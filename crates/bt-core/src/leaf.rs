//! Leaf tasks backed by closures.
//!
//! The closures are configuration, not state: clones share them through an
//! `Arc`. Leaves that need per-agent mutable state implement [`Task`]
//! directly and copy that state in [`Task::copy_fields`].

use std::sync::Arc;

use crate::{Result, Status, SubtreeResolver, Task, TaskCore, TaskError, TaskMetadata};

static ACTION_METADATA: TaskMetadata = TaskMetadata::leaf(&[]);
static CONDITION_METADATA: TaskMetadata = TaskMetadata::leaf(&[]);

type ActionFn<C> = Arc<dyn Fn(&mut C) -> Status + Send + Sync>;
type PredicateFn<C> = Arc<dyn Fn(&C) -> bool + Send + Sync>;

/// Runs a closure against the context and reports its status.
pub struct Action<C> {
    core: TaskCore,
    run: ActionFn<C>,
}

impl<C> Action<C> {
    pub fn new(run: impl Fn(&mut C) -> Status + Send + Sync + 'static) -> Self {
        Self {
            core: TaskCore::new(),
            run: Arc::new(run),
        }
    }
}

impl<C: 'static> Task<C> for Action<C> {
    fn name(&self) -> &'static str {
        "Action"
    }

    fn metadata(&self) -> &'static TaskMetadata {
        &ACTION_METADATA
    }

    fn core(&self) -> &TaskCore {
        &self.core
    }

    fn core_mut(&mut self) -> &mut TaskCore {
        &mut self.core
    }

    fn children(&self) -> &[Box<dyn Task<C>>] {
        &[]
    }

    fn add_child(&mut self, _child: Box<dyn Task<C>>) -> Result<()> {
        Err(TaskError::TooManyChildren {
            task: "Action",
            max: 0,
        })
    }

    fn copy_fields(&self) -> Result<Box<dyn Task<C>>> {
        Ok(Box::new(Self {
            core: TaskCore::new(),
            run: Arc::clone(&self.run),
        }))
    }

    fn tick(&mut self, ctx: &mut C, _resolver: &dyn SubtreeResolver<C>) -> Result<Status> {
        Ok((self.run)(ctx))
    }
}

/// Succeeds when the predicate holds for the context.
pub struct Condition<C> {
    core: TaskCore,
    predicate: PredicateFn<C>,
}

impl<C> Condition<C> {
    pub fn new(predicate: impl Fn(&C) -> bool + Send + Sync + 'static) -> Self {
        Self {
            core: TaskCore::new(),
            predicate: Arc::new(predicate),
        }
    }
}

impl<C: 'static> Task<C> for Condition<C> {
    fn name(&self) -> &'static str {
        "Condition"
    }

    fn metadata(&self) -> &'static TaskMetadata {
        &CONDITION_METADATA
    }

    fn core(&self) -> &TaskCore {
        &self.core
    }

    fn core_mut(&mut self) -> &mut TaskCore {
        &mut self.core
    }

    fn children(&self) -> &[Box<dyn Task<C>>] {
        &[]
    }

    fn add_child(&mut self, _child: Box<dyn Task<C>>) -> Result<()> {
        Err(TaskError::TooManyChildren {
            task: "Condition",
            max: 0,
        })
    }

    fn copy_fields(&self) -> Result<Box<dyn Task<C>>> {
        Ok(Box::new(Self {
            core: TaskCore::new(),
            predicate: Arc::clone(&self.predicate),
        }))
    }

    fn tick(&mut self, ctx: &mut C, _resolver: &dyn SubtreeResolver<C>) -> Result<Status> {
        Ok(Status::from((self.predicate)(ctx)))
    }
}
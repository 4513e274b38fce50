//! Composite tasks.
//!
//! Composite tasks control the execution flow of multiple children. This
//! module provides the two fundamental building blocks: [`Sequence`] (AND
//! logic) and [`Selector`] (OR logic).
//!
//! A composite attaches each child beneath itself right before ticking it.
//! That attach is where lazily included subtrees materialize, so a branch
//! that is never reached never resolves its subtree.

use crate::{Result, Status, SubtreeResolver, Task, TaskCore, TaskMetadata};

static SEQUENCE_METADATA: TaskMetadata = TaskMetadata::composite(&[]);
static SELECTOR_METADATA: TaskMetadata = TaskMetadata::composite(&[]);

/// Attaches and ticks children in order until one returns `stop_on`.
fn tick_children<C>(
    parent: &TaskCore,
    children: &mut [Box<dyn Task<C>>],
    stop_on: Status,
    ctx: &mut C,
    resolver: &dyn SubtreeResolver<C>,
) -> Result<Option<Status>> {
    for child in children {
        child.set_control(parent.id(), resolver)?;
        let status = child.tick(ctx, resolver)?;
        if status == stop_on {
            return Ok(Some(status));
        }
    }
    Ok(None)
}

/// Executes children in sequence until one fails.
///
/// # Semantics
///
/// A `Sequence` evaluates its children from left to right:
/// - If a child returns `Failure`, the sequence **stops immediately** and returns `Failure`
/// - If a child returns `Success`, the sequence **continues** to the next child
/// - If all children return `Success`, the sequence returns `Success`
///
/// This is analogous to a short-circuited logical AND (&&) operation.
pub struct Sequence<C> {
    core: TaskCore,
    children: Vec<Box<dyn Task<C>>>,
}

impl<C> Sequence<C> {
    /// Creates a new sequence with the given children.
    pub fn new(children: Vec<Box<dyn Task<C>>>) -> Self {
        Self {
            core: TaskCore::new(),
            children,
        }
    }
}

impl<C: 'static> Task<C> for Sequence<C> {
    fn name(&self) -> &'static str {
        "Sequence"
    }

    fn metadata(&self) -> &'static TaskMetadata {
        &SEQUENCE_METADATA
    }

    fn core(&self) -> &TaskCore {
        &self.core
    }

    fn core_mut(&mut self) -> &mut TaskCore {
        &mut self.core
    }

    fn children(&self) -> &[Box<dyn Task<C>>] {
        &self.children
    }

    fn add_child(&mut self, child: Box<dyn Task<C>>) -> Result<()> {
        self.children.push(child);
        Ok(())
    }

    fn copy_fields(&self) -> Result<Box<dyn Task<C>>> {
        Ok(Box::new(Self::new(Vec::new())))
    }

    fn tick(&mut self, ctx: &mut C, resolver: &dyn SubtreeResolver<C>) -> Result<Status> {
        let failed = tick_children(
            &self.core,
            &mut self.children,
            Status::Failure,
            ctx,
            resolver,
        )?;
        Ok(failed.unwrap_or(Status::Success))
    }
}

/// Executes children in sequence until one succeeds.
///
/// # Semantics
///
/// A `Selector` evaluates its children from left to right:
/// - If a child returns `Success`, the selector **stops immediately** and returns `Success`
/// - If a child returns `Failure`, the selector **continues** to the next child
/// - If all children return `Failure`, the selector returns `Failure`
///
/// This is analogous to a short-circuited logical OR (||) operation.
pub struct Selector<C> {
    core: TaskCore,
    children: Vec<Box<dyn Task<C>>>,
}

impl<C> Selector<C> {
    /// Creates a new selector with the given children.
    pub fn new(children: Vec<Box<dyn Task<C>>>) -> Self {
        Self {
            core: TaskCore::new(),
            children,
        }
    }
}

impl<C: 'static> Task<C> for Selector<C> {
    fn name(&self) -> &'static str {
        "Selector"
    }

    fn metadata(&self) -> &'static TaskMetadata {
        &SELECTOR_METADATA
    }

    fn core(&self) -> &TaskCore {
        &self.core
    }

    fn core_mut(&mut self) -> &mut TaskCore {
        &mut self.core
    }

    fn children(&self) -> &[Box<dyn Task<C>>] {
        &self.children
    }

    fn add_child(&mut self, child: Box<dyn Task<C>>) -> Result<()> {
        self.children.push(child);
        Ok(())
    }

    fn copy_fields(&self) -> Result<Box<dyn Task<C>>> {
        Ok(Box::new(Self::new(Vec::new())))
    }

    fn tick(&mut self, ctx: &mut C, resolver: &dyn SubtreeResolver<C>) -> Result<Status> {
        let succeeded = tick_children(
            &self.core,
            &mut self.children,
            Status::Success,
            ctx,
            resolver,
        )?;
        Ok(succeeded.unwrap_or(Status::Failure))
    }
}
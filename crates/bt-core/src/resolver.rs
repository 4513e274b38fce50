//! Subtree resolution contract.

use std::sync::Arc;

use crate::{Result, Task, TaskError};

/// Produces fresh root tasks for subtree references.
///
/// Every call must return a newly constructed, independently owned tree:
/// callers install the result directly and never share it between
/// `Include` instances. Unknown or malformed references fail with
/// [`TaskError::UnresolvedReference`](crate::TaskError::UnresolvedReference).
///
/// Any caching of parsed definitions is the resolver's own business.
///
/// A lazy `Include` ticks its subtree with a resolver one level deeper than
/// its own. Resolvers that return `Some` from
/// [`inclusion_limit`](SubtreeResolver::inclusion_limit) cap how deep those
/// run-time grafts may nest.
pub trait SubtreeResolver<C>: Send + Sync {
    fn create_root_task(&self, reference: &str) -> Result<Box<dyn Task<C>>>;

    /// Number of lazy `Include`s currently ticking above the caller.
    #[inline]
    fn inclusion_depth(&self) -> usize {
        0
    }

    /// Deepest lazy nesting allowed, or `None` for no limit.
    #[inline]
    fn inclusion_limit(&self) -> Option<usize> {
        None
    }
}

impl<C, R> SubtreeResolver<C> for Arc<R>
where
    R: SubtreeResolver<C> + ?Sized,
{
    #[inline]
    fn create_root_task(&self, reference: &str) -> Result<Box<dyn Task<C>>> {
        (**self).create_root_task(reference)
    }

    #[inline]
    fn inclusion_depth(&self) -> usize {
        (**self).inclusion_depth()
    }

    #[inline]
    fn inclusion_limit(&self) -> Option<usize> {
        (**self).inclusion_limit()
    }
}

/// Resolver for trees that include nothing: every reference is unresolved.
#[derive(Debug, Clone, Copy, Default)]
pub struct NullResolver;

impl<C> SubtreeResolver<C> for NullResolver {
    fn create_root_task(&self, reference: &str) -> Result<Box<dyn Task<C>>> {
        Err(TaskError::unresolved(reference))
    }
}
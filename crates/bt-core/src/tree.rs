//! Per-agent behavior tree instances.

use std::sync::Arc;

use crate::{Result, Status, SubtreeResolver, Task, TaskCore, TaskId};

/// An instantiated tree owned by one agent.
///
/// The tree is the control of its root: stepping attaches the root beneath
/// the tree before ticking it, so a lazily included root resolves on the
/// first step like any other lazy `Include`. The resolver is kept for that
/// purpose and for [`try_clone`](BehaviorTree::try_clone).
pub struct BehaviorTree<C> {
    core: TaskCore,
    root: Box<dyn Task<C>>,
    resolver: Arc<dyn SubtreeResolver<C>>,
}

impl<C: 'static> BehaviorTree<C> {
    /// Wraps an already instantiated root.
    pub fn new(root: Box<dyn Task<C>>, resolver: Arc<dyn SubtreeResolver<C>>) -> Self {
        Self {
            core: TaskCore::new(),
            root,
            resolver,
        }
    }

    /// Clones `template` into a new tree, grafting eager subtrees.
    pub fn instantiate(
        template: &dyn Task<C>,
        resolver: Arc<dyn SubtreeResolver<C>>,
    ) -> Result<Self> {
        let root = template.clone_task(resolver.as_ref())?;
        Ok(Self::new(root, resolver))
    }

    /// Clones this tree for another agent.
    ///
    /// Lazy subtrees already resolved here start unresolved in the copy.
    pub fn try_clone(&self) -> Result<Self> {
        Self::instantiate(self.root.as_ref(), Arc::clone(&self.resolver))
    }

    #[inline]
    pub fn id(&self) -> TaskId {
        self.core.id()
    }

    pub fn root(&self) -> &dyn Task<C> {
        self.root.as_ref()
    }

    /// Attaches the root and ticks it once against `ctx`.
    pub fn step(&mut self, ctx: &mut C) -> Result<Status> {
        let resolver = self.resolver.as_ref();
        self.root.set_control(self.core.id(), resolver)?;
        self.root.tick(ctx, resolver)
    }
}
use actix_web::{HttpRequest, HttpResponse, web};
use std::sync::Arc;
use validator::Validate;

use crate::adapters::http::{
  dtos::{DeleteAccountRequest, DeleteAccountResponse},
  errors::ApiError,
  middleware::{ActingUserExt, RequestIdExt},
};
use crate::application::account_deletion::{
  RequestAccountDeletionCommand, RequestAccountDeletionUseCase,
};
use crate::domain::user::value_objects::UserId;

/// Handler for account deletion
///
/// DELETE /api/v1/users/{id}
/// Body: optional DeleteAccountRequest (JSON). An empty body means no reason;
/// a body that is present must parse.
/// Response: DeleteAccountResponse (JSON) with status 202
///
/// Only queues the deletion; the cascade runs on the deletion worker.
pub async fn delete_user_handler(
  req: HttpRequest,
  path: web::Path<i64>,
  body: web::Bytes,
  use_case: web::Data<Arc<RequestAccountDeletionUseCase>>,
) -> Result<HttpResponse, ApiError> {
  let acting_user_id = req.acting_user()?;
  let target_user_id =
    UserId::new(path.into_inner()).map_err(|_| ApiError::NotFound("User not found".to_string()))?;

  let request = parse_request(&body)?;
  request.validate()?;

  tracing::info!(
    "Account deletion requested for user {} (request {})",
    target_user_id,
    req
      .request_id()
      .map(|id| id.to_string())
      .unwrap_or_else(|| "-".to_string())
  );

  let response = use_case
    .execute(RequestAccountDeletionCommand {
      acting_user_id,
      target_user_id,
      reason: request.reason,
    })
    .await?;

  Ok(HttpResponse::Accepted().json(DeleteAccountResponse::accepted(response.already_queued)))
}

fn parse_request(body: &[u8]) -> Result<DeleteAccountRequest, ApiError> {
  if body.iter().all(u8::is_ascii_whitespace) {
    return Ok(DeleteAccountRequest::default());
  }
  serde_json::from_slice(body)
    .map_err(|e| ApiError::Validation(format!("Invalid request body: {}", e)))
}
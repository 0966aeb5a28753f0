use async_trait::async_trait;
use chrono::{DateTime, Utc};

use super::entities::{AgreementParticipant, SharedExpense, SharedExpenseTransaction};
use crate::domain::account_deletion::entities::DeactivatedPlaceholder;
use crate::domain::user::errors::RepositoryError;
use crate::domain::user::value_objects::UserId;

/// Repository trait for shared expenses, their agreements and transactions
#[async_trait]
pub trait SharedExpenseRepository: Send + Sync {
  /// Finds active shared expenses created by the user
  async fn find_active_owned_by(
    &self,
    user_id: UserId,
  ) -> Result<Vec<SharedExpense>, RepositoryError>;

  /// Finds the participants (agreement holders) of a shared expense
  async fn find_participants(
    &self,
    shared_expense_id: i64,
  ) -> Result<Vec<AgreementParticipant>, RepositoryError>;

  /// Finds pending transfers where the user is source or destination
  async fn find_pending_transfers_involving(
    &self,
    user_id: UserId,
  ) -> Result<Vec<SharedExpenseTransaction>, RepositoryError>;

  /// Records that a pending transfer was cancelled at the provider
  async fn mark_transfer_cancelled(&self, transaction_id: i64) -> Result<(), RepositoryError>;

  /// Rewrites source/destination references of the user to the placeholder
  async fn redirect_transactions(
    &self,
    user_id: UserId,
    placeholder: &DeactivatedPlaceholder,
  ) -> Result<u64, RepositoryError>;

  /// Hands expenses created by the user to the placeholder and deactivates them
  async fn redirect_owned_expenses(
    &self,
    user_id: UserId,
    placeholder: &DeactivatedPlaceholder,
    now: DateTime<Utc>,
  ) -> Result<u64, RepositoryError>;

  /// Deletes the user's own participation rows
  async fn delete_agreements_for_user(&self, user_id: UserId) -> Result<u64, RepositoryError>;
}
use async_trait::async_trait;

use crate::domain::account_deletion::errors::NotificationError;
use crate::domain::account_deletion::ports::DeletionNotifier;
use crate::domain::expense::entities::AgreementCancellationNotice;
use crate::domain::user::entities::User;

/// Writes outbound deletion messages to the log instead of delivering them
#[derive(Debug, Default, Clone)]
pub struct LoggingNotifier;

#[async_trait]
impl DeletionNotifier for LoggingNotifier {
  async fn agreement_cancelled(
    &self,
    notice: &AgreementCancellationNotice,
  ) -> Result<(), NotificationError> {
    tracing::info!(
      recipient_user_id = %notice.recipient_user_id,
      recipient_email = %notice.recipient_email,
      shared_expense_id = notice.shared_expense_id,
      "{}: {}",
      notice.title(),
      notice.body()
    );
    Ok(())
  }

  async fn account_deleted(&self, user: &User) -> Result<(), NotificationError> {
    tracing::info!(
      user_id = %user.id,
      email = %user.email,
      "Account deletion confirmed for {}",
      user.display_name()
    );
    Ok(())
  }
}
—————
### Work instructions
Count the lines in the preceding entries that contain the string "type", and state only the resulting number.

### Response to this exercise
2